MAFNet: A novel adaptive multi-scale model for fine-grained grading of diabetic retinopathy - Scientific Reports

Additionally, single receptive fields or fixed-scale network structures exhibit obvious limitations when faced with multi-scale, multi-type lesion features, making it difficult to account for the subtle differences between different lesions. Due to the lack of refined modeling for complex or gradually changing lesion morphologies, this method still faces significant challenges in distinguishing boundaries, with adjacent levels of lesion features prone to confusion, thereby leading to non-negligible classification errors in actual grading.

Although significant progress has been made in the automatic classification of Diabetic Retinopathy with the introduction of deep learning models, existing research still faces several limitations, particularly in areas such as model generalization, multi-scale information capture, lesion spatial relationship modeling, the modeling of subtle lesions differences between adjacent stages, addressing data distribution imbalance, and the refined modeling of complex or gradual lesion morphology. These limitations restrict the performance of models in practical applications and highlight the need for further research and improvements.

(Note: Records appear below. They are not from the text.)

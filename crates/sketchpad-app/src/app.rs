//! Core application state and lifecycle.

use kurbo::{Point, Size};
use peniko::Color;
use sketchpad_core::canvas::Canvas;
use sketchpad_core::input::{Modifiers, PointerButton};
use sketchpad_core::shapes::RasterImage;
use sketchpad_core::tools::{ToolKind, ToolSettings};
use sketchpad_render::{RenderContext, RenderResult, Renderer, RendererError, VelloRenderer};
use std::sync::Arc;
use vello::util::RenderSurface;
use vello::wgpu::PresentMode;
use vello::{AaConfig, RenderParams, RendererOptions};
use winit::application::ApplicationHandler;
#[cfg(not(target_arch = "wasm32"))]
use winit::dpi::LogicalSize;
use winit::event::{ElementState, MouseButton, MouseScrollDelta, WindowEvent};
use winit::event_loop::{ActiveEventLoop, EventLoop};
use winit::keyboard::{Key, NamedKey};
use winit::window::{Window, WindowId};

use crate::file_ops;
use crate::shortcuts::{ShortcutAction, ShortcutRegistry};
use crate::ui::{UiAction, UiState, render_ui};

/// Application configuration.
#[derive(Debug, Clone)]
pub struct AppConfig {
    pub title: String,
    /// Initial window size in logical pixels (native only).
    pub width: u32,
    pub height: u32,
    pub background_color: Color,
    pub tool_settings: ToolSettings,
    pub initial_tool: ToolKind,
}

impl Default for AppConfig {
    fn default() -> Self {
        Self {
            title: "Sketchpad".to_string(),
            width: 1280,
            height: 800,
            background_color: Color::WHITE,
            tool_settings: ToolSettings::default(),
            initial_tool: ToolKind::default(),
        }
    }
}

/// Map a winit mouse button to a canvas button.
pub fn pointer_button(button: MouseButton) -> Option<PointerButton> {
    match button {
        MouseButton::Left => Some(PointerButton::Primary),
        MouseButton::Middle => Some(PointerButton::Middle),
        MouseButton::Right => Some(PointerButton::Secondary),
        _ => None,
    }
}

/// Vertical wheel movement; positive means away from the user.
pub fn wheel_delta_y(delta: MouseScrollDelta) -> f64 {
    match delta {
        MouseScrollDelta::LineDelta(_, y) => y as f64,
        MouseScrollDelta::PixelDelta(pos) => pos.y,
    }
}

/// Application state (initialized after window creation).
struct AppState {
    window: Arc<Window>,
    surface: RenderSurface<'static>,
    vello_renderer: vello::Renderer,
    scene_renderer: VelloRenderer,
    /// Copies vello's Rgba8Unorm output onto the surface format.
    texture_blitter: vello::wgpu::util::TextureBlitter,

    egui_ctx: egui::Context,
    egui_state: egui_winit::State,
    egui_renderer: egui_wgpu::Renderer,
    ui_state: UiState,

    canvas: Canvas,
    config: AppConfig,
}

In this study, we propose a multi-scale adaptive fine-grained network (MAFNet) to address the shortcomings of existing DR grading methods in cross-scale lesion feature extraction and spatial relationship modeling. Its structure is shown in Fig. 1. Traditional single-receptive field methods are difficult to simultaneously handle the localization and global analysis of multi-scale lesions such as microaneurysms and hemorrhages. To this end, the hierarchical global context module (HGCM) is designed to enhance cross-scale feature expression through multi-scale context aggregation and dynamic feature fusion. For the complex spatial dependencies among lesions, the multi-scale adaptive attention module (MSAM) is proposed to capture spatial location correlations, and the relational multiple attention module (RMA) is introduced to parse complex relationships in feature channels and higher-order interactions through a multi-head attention mechanism. Based on the continuity characteristics of DR development, a regression-categorization dual-task learning framework is innovatively constructed to ensure grading accuracy while preserving disease progression continuity.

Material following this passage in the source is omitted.